DSA: Graphs 2: BFS, Matrix Questions & Topological Sort¶
BFS¶
Breadth-First Search (BFS) is another graph traversal algorithm used to explore and navigate graphs or trees. It starts at a source node and explores all its neighbors at the current depth level before moving on to the next level. BFS uses a queue data structure to maintain the order of nodes to be visited.
Approach:¶
- We use a queue to maintain the order of nodes to visit in a breadth-first manner.
- We start with a vector visited to keep track of whether each node has been visited. Initially, all nodes are marked as unvisited (false).
- We enqueue the startNode into the queue and mark it as visited.
- We enter a loop that continues until the queue is empty.
- In each iteration, we dequeue the front element (the current node) from the queue and process it. Processing can include printing the node or performing any other desired operation.
- We then iterate through the neighbors of the current node. For each neighbor that hasn't been visited, we enqueue it into the queue and mark it as visited.
- The BFS traversal continues until the queue is empty, visiting nodes level by level.
Example/Dry-Run¶
A --- B --- C
| |
+---------+
|
D
- Start from the source node (City A).
- Explore neighboring nodes level by level.
- Use a queue to maintain the order.
- Mark visited nodes (using adjaency list) to avoid repetition.
- Stop when the target node (City D) is reached.
- This guarantees the shortest path in unweighted graphs.
Pseudocode:¶
void bfs(int startNode) {
vector < bool > visited(MAX_NODES, false); // Initialize all nodes as unvisited
queue < int > q;
q.push(startNode); // Enqueue the start node
visited[startNode] = true; // Mark the start node as visited
while (!q.empty()) {
int currentNode = q.front();
q.pop();
// Process the current node (e.g., print or perform an operation)

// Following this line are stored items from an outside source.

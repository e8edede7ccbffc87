use std::collections::BTreeSet;

use conway::{GridEngine, GridSnapshot};

fn engine_with(width: usize, height: usize, live: &[(usize, usize)]) -> GridEngine {
    let mut engine = GridEngine::new(width, height).unwrap();
    for &(x, y) in live {
        assert!(engine.set_cell(x, y, true), "({x}, {y}) is off the board");
    }
    engine
}

fn live_set(snapshot: &GridSnapshot) -> BTreeSet<(usize, usize)> {
    snapshot.live_cells().into_iter().collect()
}

#[test]
fn cell_count_always_matches_dimensions() {
    for (width, height) in [(1, 1), (1, 9), (7, 3), (32, 18)] {
        let mut engine = GridEngine::with_rng_seed(width, height, 5).unwrap();
        let expected = width * height;
        assert_eq!(engine.current_state().cells.len(), expected);
        assert_eq!(engine.seed().cells.len(), expected);
        assert_eq!(engine.step().cells.len(), expected);
        assert_eq!(engine.reset().cells.len(), expected);
        assert_eq!(engine.clear().cells.len(), expected);
    }
}

#[test]
fn unallocatable_board_is_reported_not_aborted() {
    assert!(GridEngine::new(1 << 31, 1 << 31).is_err());
}

#[test]
fn clear_is_idempotent() {
    let mut engine = GridEngine::with_rng_seed(6, 6, 11).unwrap();
    engine.seed();
    engine.step();

    let first = engine.clear();
    let second = engine.clear();
    assert_eq!(first, second);
    assert_eq!(first.live_count(), 0);
    assert_eq!(first.generation, 0);
}

#[test]
fn dead_board_is_a_fixed_point() {
    let mut engine = GridEngine::new(3, 3).unwrap();
    let next = engine.step();
    assert_eq!(next.live_count(), 0);
    assert_eq!(next.generation, 1);
}

#[test]
fn block_is_a_still_life() {
    let block = [(1, 1), (2, 1), (1, 2), (2, 2)];
    let mut engine = engine_with(4, 4, &block);
    let before = live_set(&engine.current_state());
    let after = engine.step();
    assert_eq!(live_set(&after), before);

    let mut engine = engine_with(8, 6, &[(3, 2), (4, 2), (3, 3), (4, 3)]);
    let before = live_set(&engine.current_state());
    assert_eq!(live_set(&engine.step()), before);
}

#[test]
fn lone_corner_cell_dies() {
    let mut engine = engine_with(3, 3, &[(0, 0)]);
    assert_eq!(engine.step().live_count(), 0);
}

#[test]
fn left_edge_does_not_wrap_to_previous_row() {
    // (0, 1) has real neighbors (0, 0) and (1, 0). A wrapping scan would also count
    // (2, 0) through x = -1 and bring (0, 1) to life.
    let mut engine = engine_with(3, 3, &[(0, 0), (1, 0), (2, 0)]);
    let next = engine.step();
    assert!(!next.is_alive(0, 1));
    assert_eq!(live_set(&next), BTreeSet::from([(1, 0), (1, 1)]));
}

#[test]
fn right_edge_does_not_wrap_to_next_row() {
    // (2, 1) has real neighbors (2, 2) and (1, 2). A wrapping scan would also count
    // (0, 2) through x = width.
    let mut engine = engine_with(3, 3, &[(0, 2), (1, 2), (2, 2)]);
    let next = engine.step();
    assert!(!next.is_alive(2, 1));
    assert!(!next.is_alive(0, 1));
    assert_eq!(live_set(&next), BTreeSet::from([(1, 1), (1, 2)]));
}

#[test]
fn bottom_edge_has_no_phantom_row() {
    // Horizontal bar on the last row: the cells below it do not exist, so only the
    // row above gains a cell.
    let mut engine = engine_with(5, 3, &[(1, 2), (2, 2), (3, 2)]);
    let next = engine.step();
    assert_eq!(live_set(&next), BTreeSet::from([(2, 1), (2, 2)]));
}

#[test]
fn generation_counts_steps_and_resets() {
    let mut engine = GridEngine::with_rng_seed(10, 10, 21).unwrap();
    for n in 1..=25 {
        assert_eq!(engine.step().generation, n);
    }
    assert_eq!(engine.reset().generation, 0);
    engine.step();
    engine.step();
    assert_eq!(engine.clear().generation, 0);
    assert_eq!(engine.generation(), 0);
}

#[test]
fn vertical_blinker_turns_horizontal() {
    let mut engine = engine_with(5, 5, &[(1, 1), (1, 2), (1, 3)]);
    let next = engine.step();
    assert_eq!(live_set(&next), BTreeSet::from([(0, 2), (1, 2), (2, 2)]));
    assert!(!next.is_alive(1, 1));
    assert!(!next.is_alive(1, 3));

    let back = engine.step();
    assert_eq!(live_set(&back), BTreeSet::from([(1, 1), (1, 2), (1, 3)]));
}

#[test]
fn snapshots_are_detached_from_the_engine() {
    let mut engine = engine_with(5, 5, &[(1, 1), (1, 2), (1, 3)]);
    let held = engine.current_state();
    engine.step();
    engine.clear();
    assert_eq!(live_set(&held), BTreeSet::from([(1, 1), (1, 2), (1, 3)]));
    assert_eq!(held.generation, 0);
}

#[test]
fn current_state_does_not_advance() {
    let mut engine = GridEngine::new(4, 4).unwrap();
    engine.step();
    assert_eq!(engine.current_state().generation, 1);
    assert_eq!(engine.current_state().generation, 1);
}

#[test]
fn snapshot_round_trips_through_json() {
    let mut engine = engine_with(3, 2, &[(2, 1)]);
    engine.step();
    let snapshot = engine.current_state();
    let json = serde_json::to_string(&snapshot).unwrap();
    let parsed: GridSnapshot = serde_json::from_str(&json).unwrap();
    assert_eq!(parsed, snapshot);
}

#[test]
fn snapshot_json_with_wrong_cell_count_is_rejected() {
    let short = r#"{"width":3,"height":3,"cells":[true],"generation":0}"#;
    assert!(serde_json::from_str::<GridSnapshot>(short).is_err());
}
// main.rs - Desktop front end for the Game of Life engine

use anyhow::{anyhow, Context, Result};
use conway::{GridEngine, TickerOptions};
use eframe::egui;
use env_logger::{Builder, Env};
use log::info;

mod app;
mod cli;
mod ui;

use app::LifeApp;

fn main() -> Result<()> {
    Builder::from_env(Env::default().default_filter_or("info")).init();

    let matches = cli::command().get_matches();
    let config = cli::resolve(&matches)?;
    info!(
        "{}x{} board, {} ms per generation",
        config.width, config.height, config.tick_interval_ms
    );

    let engine = GridEngine::from_config(&config).context("creating the engine")?;
    let runtime = tokio::runtime::Runtime::new().context("starting the tokio runtime")?;
    let options = TickerOptions::from(&config);

    let native_options = eframe::NativeOptions {
        viewport: egui::ViewportBuilder::default().with_inner_size([800.0, 950.0]),
        ..Default::default()
    };

    eframe::run_native(
        "Conway's Game of Life",
        native_options,
        Box::new(move |cc| Box::new(LifeApp::new(cc.egui_ctx.clone(), engine, runtime, options))),
    )
    .map_err(|err| anyhow!("window closed with an error: {err}"))
}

for (int neighbor: graph[currentNode]) {
if (!visited[neighbor]) {
q.push(neighbor); // Enqueue unvisited neighbors
visited[neighbor] = true; // Mark neighbor as visited
}
}
}
Compexity¶
Time Complexity: O(V + E)
Space Complexity: O(V)
Question¶
Consider a graph with the following adjacency matrix:
[0, 1, 1, 0]
[1, 0, 0, 0]
[1, 0, 0, 1]
[0, 0, 1, 0]
What is the order in which the nodes will be visited when performing a breadth-first search (BFS) starting from node 0?
Choices
- 0, 1, 2, 3
- 0, 1, 3, 2
- 0, 2, 3, 1
- 0, 1, 3, 1
The correct answer is (a) 0, 1, 2, 3.
BFS (Breadth-First Search) explores neighbor nodes first before moving to the next level. Starting from node 0, BFS visits its neighbors 1 and 2. It then moves to the next level and visits 1's neighbor 3. Finally, it moves to the next level but finds no more unvisited nodes. Therefore, the order of BFS traversal is 0, 1, 2, 3.
Multisource BFS¶
There are N number of nodes and multisource(S1,S2,S3), we need to find the length of shortest path for given destination node to any one of the source node{S1,S2,S3}.
Solution¶
Length = 2
In the beginning, we need to push all source node at once and apply exact BFS,then return the distance of destination node.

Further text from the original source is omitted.